> I doubt whether many patients having an MI have capacity -
> especially after
> IV opiates.
I'd disagree with you on that point. Provided the patient can understand the
nature and consequences of their treatment and weigh up the factors in their
mind, they are competent to make the decision. IV opiates do not prevent
this.
My worry and question concerns mainly time: trying to achieve a 20 minute
door to needle time (of which 5 minutes is often taken up by parking the
ambulance, offloading and moving the patient to a bed/ trolley) doesn't
leave you with a lot of time. Generally I like to take upwards of 5 minutes
to obtain written consent (explaining, leaving the patient to digest the
information, returning for further questions etc.), so hitting 20 minutes
leaves little scope for delay.
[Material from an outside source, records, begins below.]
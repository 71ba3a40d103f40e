use std::env;

use anyhow::{bail, Context};

use crate::db::DEFAULT_ROOM_COUNT;

pub struct Config {
    pub default_room_count: usize,
}

impl Config {
    pub fn from_env() -> anyhow::Result<Self> {
        let raw = match env::var("HOTEL_DEFAULT_ROOM_COUNT") {
            Ok(raw) => Some(raw),
            Err(env::VarError::NotPresent) => None,
            Err(e) => return Err(e).context("reading HOTEL_DEFAULT_ROOM_COUNT"),
        };

        Ok(Self {
            default_room_count: parse_room_count(raw.as_deref())?,
        })
    }
}

fn parse_room_count(raw: Option<&str>) -> anyhow::Result<usize> {
    let Some(raw) = raw else {
        return Ok(DEFAULT_ROOM_COUNT);
    };

    let count: usize = raw
        .trim()
        .parse()
        .with_context(|| format!("HOTEL_DEFAULT_ROOM_COUNT={raw:?} is not a number"))?;
    if count == 0 {
        bail!("HOTEL_DEFAULT_ROOM_COUNT must be at least 1");
    }
    Ok(count)
}
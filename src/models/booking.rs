use validator::Validate;

#[derive(Debug, Clone, PartialEq)]
pub struct Booking {
    pub room_number: usize,
    pub check_in_date: String,
    pub nights: u32,
    pub customer_id: String,
}

/// Stay details collected after the customer.
#[derive(Debug, Validate)]
pub struct StayForm {
    pub check_in_date: String,
    #[validate(range(min = 1))]
    pub nights: u32,
}

/// One line of the bookings report.
#[derive(Debug, Clone, PartialEq)]
pub struct BookingRow<'a> {
    pub hotel_name: &'a str,
    pub room_number: usize,
    pub customer_name: &'a str,
    pub check_in_date: &'a str,
    pub nights: u32,
}

#[derive(Debug, Clone, Copy, PartialEq)]
pub struct Bill {
    pub nights: u32,
    pub price_per_night: f64,
    pub total: f64,
}

#[cfg(test)]
mod tests {
    use super::*;

    #[test]
    fn should_reject_zero_nights() {
        let stay = StayForm {
            check_in_date: "2024-01-10".into(),
            nights: 0,
        };
        assert!(stay.validate().is_err());
    }

    #[test]
    fn should_accept_one_night() {
        let stay = StayForm {
            check_in_date: "2024-01-10".into(),
            nights: 1,
        };
        assert!(stay.validate().is_ok());
    }
}
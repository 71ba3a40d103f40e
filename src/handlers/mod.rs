use std::io::{BufRead, Write};

use log::{debug, warn};

use crate::errors::{ConsoleError, ErrorKind};
use crate::prompt::Prompt;

pub mod billing;
pub mod bookings;
pub mod hotels;

/// Prints a refused store operation. Conflicts are logged as warnings,
/// lookups and preconditions only at debug level.
fn report_refusal<R: BufRead, W: Write>(
    prompt: &mut Prompt<R, W>,
    kind: ErrorKind,
    message: String,
) -> Result<(), ConsoleError> {
    match kind {
        ErrorKind::Conflict => warn!("{kind:?}: {message}"),
        ErrorKind::NotFound | ErrorKind::Precondition => debug!("{kind:?}: {message}"),
    }
    prompt.say(message)
}

#[cfg(test)]
mod tests {
    use super::*;
    use crate::errors::HotelError;
    use std::io::Cursor;

    #[test]
    fn should_print_refusal_message_for_every_kind() {
        let mut prompt = Prompt::new(Cursor::new(""), Vec::new());
        let duplicate = HotelError::Duplicate {
            name: "Grand".into(),
            location: "City A".into(),
        };
        report_refusal(&mut prompt, duplicate.kind(), duplicate.to_string()).unwrap();
        report_refusal(&mut prompt, ErrorKind::NotFound, "Hotel not found.".into()).unwrap();

        let output = String::from_utf8(prompt.into_output()).unwrap();
        assert_eq!(output, "This hotel already exists.\nHotel not found.\n");
    }
}
use std::io;

use dotenv::dotenv;
use env_logger::Env;

mod config;
mod console;
mod db;
mod errors;
mod handlers;
mod models;
mod prompt;

use crate::config::Config;
use crate::console::Console;
use crate::db::BookingStore;

fn main() -> anyhow::Result<()> {
    // Initialize logger and environment
    dotenv().ok();
    env_logger::init_from_env(Env::default().default_filter_or("warn"));

    let config = Config::from_env()?;
    log::info!(
        "Starting hotel console with {} rooms per hotel",
        config.default_room_count
    );

    let store = BookingStore::new(config.default_room_count);
    let stdin = io::stdin();
    let mut console = Console::new(store, stdin.lock(), io::stdout());
    console.run()?;

    Ok(())
}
Is anyone taking written consent and still
hitting their targets most of the time? How much delay if any is introduced
by taking written consent?
> We use a standardised proforma which includes incidences of
> complications
> which can be ticked as the physician explains them to the
> patient - this
> forms part of the clinical record.
I don't have such a proforma, but it sounds like a good idea and I'm always
looking out for good work to plagiarise shamelessly. To spare the work of
reinventing the wheel, could you let us know what you have on the proforma-
or have you taken it from elsewhere?